Exercise data:
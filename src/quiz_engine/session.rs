//! Per-session outcome history and next-question selection.
//!
//! One [`SessionState`] belongs to one interactive user for the lifetime of
//! one study session. All access is sequential — answer, advance, answer —
//! so there is no locking; a server embedding this crate keeps one instance
//! per session token and never shares it.

use std::collections::HashMap;

use rand::{rngs::StdRng, Rng, SeedableRng};

use crate::quiz_engine::errors::EmptyPoolError;
use crate::quiz_engine::models::{Grade, Outcome, QuestionId, StudyMode, Tally};

/// Probability that a spaced-repetition draw samples from the previously
/// missed subset instead of the full pool. With an empty missed subset the
/// draw always falls back to the full pool.
///
/// This is a stateless priority scheme — no review intervals, no calendar.
/// A question missed once stays boosted until it is answered correctly,
/// nothing more.
pub const FAILED_FIRST_WEIGHT: f64 = 0.5;

/// Mutable study-session state: outcome history, running tally, and the
/// linear-mode cursor. Created empty, discarded (or externally persisted)
/// at session end — the crate itself owns no persistence.
pub struct SessionState {
    rng: StdRng,
    history: HashMap<QuestionId, Outcome>,
    tally: Tally,
    cursor: usize,
    current: Option<QuestionId>,
}

impl SessionState {
    /// A seeded session replays the exact same selection sequence — useful
    /// for tests and for reproducing a reported session.
    pub fn new(rng_seed: Option<u64>) -> Self {
        let rng = match rng_seed {
            Some(seed) => StdRng::seed_from_u64(seed),
            None       => StdRng::from_entropy(),
        };
        SessionState {
            rng,
            history: HashMap::new(),
            tally: Tally::default(),
            cursor: 0,
            current: None,
        }
    }

    /// Pick the next question id from `pool`.
    ///
    /// `Ok(None)` means the linear pass is complete — the pool is never
    /// silently wrapped. Random and spaced-repetition modes never complete;
    /// the caller decides when to stop.
    pub fn next(
        &mut self,
        pool: &[QuestionId],
        mode: StudyMode,
    ) -> Result<Option<QuestionId>, EmptyPoolError> {
        if pool.is_empty() {
            return Err(EmptyPoolError);
        }
        let picked = match mode {
            StudyMode::Linear => {
                if self.cursor >= pool.len() {
                    self.current = None;
                    return Ok(None);
                }
                let id = pool[self.cursor];
                self.cursor += 1;
                id
            }
            StudyMode::Random => pool[self.rng.gen_range(0..pool.len())],
            StudyMode::SpacedRepetition => {
                let failed: Vec<QuestionId> = pool
                    .iter()
                    .copied()
                    .filter(|id| self.outcome(*id).is_incorrect())
                    .collect();
                if !failed.is_empty() && self.rng.gen_bool(FAILED_FIRST_WEIGHT) {
                    failed[self.rng.gen_range(0..failed.len())]
                } else {
                    pool[self.rng.gen_range(0..pool.len())]
                }
            }
        };
        self.current = Some(picked);
        Ok(Some(picked))
    }

    /// Record an answer. Last write wins: re-grading replaces the previous
    /// entry and moves the tally counter instead of double-counting. Ids
    /// outside the active pool are accepted — pools may be filtered by
    /// topic while history spans the whole bank. A question timed out by
    /// the UI shell is reported here as `correct = false`.
    pub fn record_outcome(&mut self, id: QuestionId, correct: bool, grade: Option<Grade>) {
        let prev = self.history.insert(id, Outcome::Graded { correct, grade });
        if let Some(Outcome::Graded { correct: was_correct, .. }) = prev {
            if was_correct {
                self.tally.correct -= 1;
            } else {
                self.tally.incorrect -= 1;
            }
        }
        if correct {
            self.tally.correct += 1;
        } else {
            self.tally.incorrect += 1;
        }
    }

    /// Current answer state for `id`.
    pub fn outcome(&self, id: QuestionId) -> Outcome {
        self.history.get(&id).copied().unwrap_or(Outcome::Unseen)
    }

    /// The question currently presented, if any.
    pub fn current(&self) -> Option<QuestionId> {
        self.current
    }

    pub fn tally(&self) -> Tally {
        self.tally
    }

    /// Plain id → outcome mapping, sufficient for external persistence.
    pub fn history(&self) -> &HashMap<QuestionId, Outcome> {
        &self.history
    }

    /// Ids currently graded incorrect — the re-study set, in id order.
    pub fn failed_ids(&self) -> Vec<QuestionId> {
        let mut ids: Vec<QuestionId> = self
            .history
            .iter()
            .filter(|(_, outcome)| outcome.is_incorrect())
            .map(|(id, _)| *id)
            .collect();
        ids.sort_unstable();
        ids
    }

    /// Fixed pool order for a shuffled linear pass, drawn once per session.
    pub fn shuffled_pool(&mut self, pool: &[QuestionId]) -> Vec<QuestionId> {
        let mut order = pool.to_vec();
        // Fisher-Yates shuffle
        for i in (1..order.len()).rev() {
            let j = self.rng.gen_range(0..=i);
            order.swap(i, j);
        }
        order
    }

    /// Draw `n` distinct ids for a fixed-size mock exam (fewer when the
    /// pool is smaller), then drive them in [`StudyMode::Linear`].
    pub fn exam_sample(&mut self, pool: &[QuestionId], n: usize) -> Vec<QuestionId> {
        let mut order = self.shuffled_pool(pool);
        order.truncate(n.min(order.len()));
        order
    }

    /// Wipe history, tally, and cursor for a fresh pass. The RNG keeps its
    /// stream so a seeded session stays reproducible end to end.
    pub fn reset(&mut self) {
        self.history.clear();
        self.tally = Tally::default();
        self.cursor = 0;
        self.current = None;
    }
}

What the exercise asks: With nothing left out, transcribe the records above exactly.

Solved exercise:
filename src/quiz_engine/session.rs
//! Per-session outcome history and next-question selection.
//!
//! One [`SessionState`] belongs to one interactive user for the lifetime of
//! one study session. All access is sequential — answer, advance, answer —
//! so there is no locking; a server embedding this crate keeps one instance
//! per session token and never shares it.

use std::collections::HashMap;

use rand::{rngs::StdRng, Rng, SeedableRng};

use crate::quiz_engine::errors::EmptyPoolError;
use crate::quiz_engine::models::{Grade, Outcome, QuestionId, StudyMode, Tally};

/// Probability that a spaced-repetition draw samples from the previously
/// missed subset instead of the full pool. With an empty missed subset the
/// draw always falls back to the full pool.
///
/// This is a stateless priority scheme — no review intervals, no calendar.
/// A question missed once stays boosted until it is answered correctly,
/// nothing more.
pub const FAILED_FIRST_WEIGHT: f64 = 0.5;

/// Mutable study-session state: outcome history, running tally, and the
/// linear-mode cursor. Created empty, discarded (or externally persisted)
/// at session end — the crate itself owns no persistence.
pub struct SessionState {
    rng: StdRng,
    history: HashMap<QuestionId, Outcome>,
    tally: Tally,
    cursor: usize,
    current: Option<QuestionId>,
}

impl SessionState {
    /// A seeded session replays the exact same selection sequence — useful
    /// for tests and for reproducing a reported session.
    pub fn new(rng_seed: Option<u64>) -> Self {
        let rng = match rng_seed {
            Some(seed) => StdRng::seed_from_u64(seed),
            None       => StdRng::from_entropy(),
        };
        SessionState {
            rng,
            history: HashMap::new(),
            tally: Tally::default(),
            cursor: 0,
            current: None,
        }
    }

    /// Pick the next question id from `pool`.
    ///
    /// `Ok(None)` means the linear pass is complete — the pool is never
    /// silently wrapped. Random and spaced-repetition modes never complete;
    /// the caller decides when to stop.
    pub fn next(
        &mut self,
        pool: &[QuestionId],
        mode: StudyMode,
    ) -> Result<Option<QuestionId>, EmptyPoolError> {
        if pool.is_empty() {
            return Err(EmptyPoolError);
        }
        let picked = match mode {
            StudyMode::Linear => {
                if self.cursor >= pool.len() {
                    self.current = None;
                    return Ok(None);
                }
                let id = pool[self.cursor];
                self.cursor += 1;
                id
            }
            StudyMode::Random => pool[self.rng.gen_range(0..pool.len())],
            StudyMode::SpacedRepetition => {
                let failed: Vec<QuestionId> = pool
                    .iter()
                    .copied()
                    .filter(|id| self.outcome(*id).is_incorrect())
                    .collect();
                if !failed.is_empty() && self.rng.gen_bool(FAILED_FIRST_WEIGHT) {
                    failed[self.rng.gen_range(0..failed.len())]
                } else {
                    pool[self.rng.gen_range(0..pool.len())]
                }
            }
        };
        self.current = Some(picked);
        Ok(Some(picked))
    }

    /// Record an answer. Last write wins: re-grading replaces the previous
    /// entry and moves the tally counter instead of double-counting. Ids
    /// outside the active pool are accepted — pools may be filtered by
    /// topic while history spans the whole bank. A question timed out by
    /// the UI shell is reported here as `correct = false`.
    pub fn record_outcome(&mut self, id: QuestionId, correct: bool, grade: Option<Grade>) {
        let prev = self.history.insert(id, Outcome::Graded { correct, grade });
        if let Some(Outcome::Graded { correct: was_correct, .. }) = prev {
            if was_correct {
                self.tally.correct -= 1;
            } else {
                self.tally.incorrect -= 1;
            }
        }
        if correct {
            self.tally.correct += 1;
        } else {
            self.tally.incorrect += 1;
        }
    }

    /// Current answer state for `id`.
    pub fn outcome(&self, id: QuestionId) -> Outcome {
        self.history.get(&id).copied().unwrap_or(Outcome::Unseen)
    }

    /// The question currently presented, if any.
    pub fn current(&self) -> Option<QuestionId> {
        self.current
    }

    pub fn tally(&self) -> Tally {
        self.tally
    }

    /// Plain id → outcome mapping, sufficient for external persistence.
    pub fn history(&self) -> &HashMap<QuestionId, Outcome> {
        &self.history
    }

    /// Ids currently graded incorrect — the re-study set, in id order.
    pub fn failed_ids(&self) -> Vec<QuestionId> {
        let mut ids: Vec<QuestionId> = self
            .history
            .iter()
            .filter(|(_, outcome)| outcome.is_incorrect())
            .map(|(id, _)| *id)
            .collect();
        ids.sort_unstable();
        ids
    }

    /// Fixed pool order for a shuffled linear pass, drawn once per session.
    pub fn shuffled_pool(&mut self, pool: &[QuestionId]) -> Vec<QuestionId> {
        let mut order = pool.to_vec();
        // Fisher-Yates shuffle
        for i in (1..order.len()).rev() {
            let j = self.rng.gen_range(0..=i);
            order.swap(i, j);
        }
        order
    }

    /// Draw `n` distinct ids for a fixed-size mock exam (fewer when the
    /// pool is smaller), then drive them in [`StudyMode::Linear`].
    pub fn exam_sample(&mut self, pool: &[QuestionId], n: usize) -> Vec<QuestionId> {
        let mut order = self.shuffled_pool(pool);
        order.truncate(n.min(order.len()));
        order
    }

    /// Wipe history, tally, and cursor for a fresh pass. The RNG keeps its
    /// stream so a seeded session stays reproducible end to end.
    pub fn reset(&mut self) {
        self.history.clear();
        self.tally = Tally::default();
        self.cursor = 0;
        self.current = None;
    }
}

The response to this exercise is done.